Moroccan security forces on Wednesday hunted 10 possible suicide bombers in Casablanca, a day after three suspected militants blew themselves up as they were being chased.
"We are searching in Casablanca for about 10 extremely dangerous terrorists, as they are ready like those yesterday to blow themselves up," a police source said.
On Tuesday, three suicide bombers blew themselves up and a fourth was shot dead as police sought suspects from a March 11 bomb explosion in an Internet cafe.
The first confrontation occurred when police surrounded a house before dawn Tuesday in the el Fida district of the city.
One suspect came out of the house carrying a sword and wearing an explosives belt. He was shot dead by the police.
According to the police version, a second suspect came out onto the balcony of the house and seeing that he was surrounded, blew himself up.
The same afternoon, a police inspector died after a third man blew himself up in the same district. Two other police officers and a child were also hurt.
In the final attack Tuesday, five people were wounded including two police officers as a man blew himself up in the main thoroughfare of the Hay al Farah district.
The bomber headed towards a group of police officers before detonating his charge, said a police source.
A police statement identified the man they had shot dead in the morning as Mohamed Mentala, who is wanted in connection with the May 2003 bombings in Casablanca, the worst in Morocco's history, which killed 45 people including 12 suicide bombers and injured dozens.
All four of those who died Tuesday were wanted in connection with the March 11 bomb that exploded in a Casablanca Internet cafe, said police.

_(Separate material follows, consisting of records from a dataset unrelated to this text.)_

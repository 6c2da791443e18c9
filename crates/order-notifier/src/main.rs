//! 订单通知服务入口
//!
//! 从 Kafka 消费订单变更事件，解析收件人后通过 FCM 推送通知。

use std::sync::Arc;

use anyhow::Result;
use notify_shared::{config::AppConfig, observability, retry::RetryPolicy};
use tokio::signal;
use tokio::sync::watch;
use tracing::{info, warn};

use order_notifier::{
    auth::{AccessTokenProvider, GoogleAuth, ServiceAccountKey},
    consumer::OrderEventConsumer,
    dispatcher::NotificationDispatcher,
    fcm::FcmPushSink,
    policy::RecipientPolicy,
    resolver::TokenResolver,
    sender::{LogPushSink, PushSink},
    store::{DocumentStore, FirestoreStore},
};

#[tokio::main]
async fn main() -> Result<()> {
    // 1. 加载配置并初始化可观测性
    let config = AppConfig::load("order-notifier")?;
    let _guard = observability::init(&config.service_name, &config.observability).await?;

    info!(
        environment = %config.environment,
        project_id = %config.firebase.project_id,
        "Starting order-notifier..."
    );

    // 2. 服务账号鉴权，未配置密钥时 Firestore 免鉴权访问（模拟器），推送只记录日志
    let auth: Option<Arc<dyn AccessTokenProvider>> = match &config.firebase.credentials_path {
        Some(path) if config.has_credentials() => {
            let key = ServiceAccountKey::from_file(path)?;
            info!(client_email = %key.client_email, "已加载服务账号密钥");
            // 令牌刷新期间持有缓存锁，请求必须有超时，否则所有分发都会阻塞
            let auth_client = reqwest::Client::builder()
                .timeout(config.fcm.request_timeout())
                .build()?;
            Some(Arc::new(GoogleAuth::new(key, auth_client)))
        }
        _ => {
            if config.is_production() {
                warn!("生产环境未配置服务账号密钥，推送将只记录日志");
            }
            None
        }
    };

    // 3. 文档库与 token 解析
    let firestore_client = reqwest::Client::builder()
        .timeout(config.firestore.request_timeout())
        .build()?;
    let store: Arc<dyn DocumentStore> = Arc::new(FirestoreStore::new(
        &config.firestore.base_url,
        config.firebase.project_id.clone(),
        config.firestore.page_size,
        firestore_client,
        auth.clone(),
    )?);
    let resolver = TokenResolver::users_then_profiles(store);

    // 4. 推送发送器
    let sink: Arc<dyn PushSink> = match auth {
        Some(auth) => {
            let fcm_client = reqwest::Client::builder()
                .timeout(config.fcm.request_timeout())
                .build()?;
            Arc::new(FcmPushSink::new(
                &config.fcm.base_url,
                &config.firebase.project_id,
                auth,
                fcm_client,
            ))
        }
        None => Arc::new(LogPushSink),
    };
    info!(sink = sink.name(), "推送发送器已就绪");

    // 5. 收件人策略与分发器
    let policy = RecipientPolicy::from_config(&config.recipients)?;
    let dispatcher = Arc::new(NotificationDispatcher::new(policy, resolver, sink));

    // 6. 启动消费者，Ctrl-C 时优雅关闭
    let consumer = OrderEventConsumer::new(
        &config.kafka,
        dispatcher,
        RetryPolicy::from(&config.retry),
    )?;

    let (shutdown_tx, shutdown_rx) = watch::channel(false);
    let consumer_handle = tokio::spawn(consumer.run(shutdown_rx));

    signal::ctrl_c().await?;
    info!("Shutdown signal received");
    let _ = shutdown_tx.send(true);

    consumer_handle.await??;
    info!("order-notifier stopped");
    Ok(())
}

In that attack, the bomber, Abdelfettah Raydi, died and his suspected accomplice and three customers were injured. Thirty-one people have already been arrested in the course of that investigation.
Investigators believe that the Internet cafe was not the intended target of the March attack, but was simply where some of the attackers met to maintain contact online.
Investigators have ruled out that the men had links with foreign groups.
"A terrorist group is being formed and funded by Moroccans with the aim of carrying out bombings at Casablanca port and several police stations," a judicial source said.
Investigators say they do not believe the suicide bombers have links with foreign groups.
"A terrorist group is being formed and funded by Moroccans with the aim of carrying out bombings at Casablanca port and several police stations," the judicial source added.
But Mohamed Darif, a specialist on Islamism in Morocco, said: "It is difficult to imagine that this group did not have any foreign links.
"On the contrary, it seems that they apply the order given by Ayman al Zawahri, the number two in Al-Qaeda, to blow yourself up rather than fall into the hands of the police," he added.
Al-Qaeda recently announced that it had set up a cell in north Africa.